→ **Assignment**:
Wherever the string "Timestamp" shows up in the records below, return that line.

→ **Source data**:

-- Opening Marker --

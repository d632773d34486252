use jiff::Timestamp;
use thiserror::Error;
use uuid::Uuid;

use crate::answers::AnswerIssue;

#[derive(Debug, Error)]
pub enum ScheduleError {
    #[error("invalid schedule: {}", .reasons.join("; "))]
    InvalidSchedule { reasons: Vec<String> },

    #[error("time arithmetic error: {0}")]
    Time(#[from] jiff::Error),
}

#[derive(Debug, Error)]
pub enum TrackerError {
    #[error("completion {id} is already completed")]
    AlreadyCompleted { id: Uuid },

    #[error("completion {id} was missed and can no longer be answered")]
    OccurrenceMissed { id: Uuid },

    #[error("completion {id} is not overdue until {deadline}")]
    NotOverdue { id: Uuid, deadline: Timestamp },

    #[error("{} invalid answer(s): {}", .0.len(), summarize(.0))]
    InvalidAnswers(Vec<AnswerIssue>),

    #[error("time arithmetic error: {0}")]
    Time(#[from] jiff::Error),
}

fn summarize(issues: &[AnswerIssue]) -> String {
    issues
        .iter()
        .map(|i| i.message.as_str())
        .collect::<Vec<_>>()
        .join("; ")
}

-- Closing Marker --

→ **Expected output**:
use jiff::Timestamp;
    NotOverdue { id: Uuid, deadline: Timestamp },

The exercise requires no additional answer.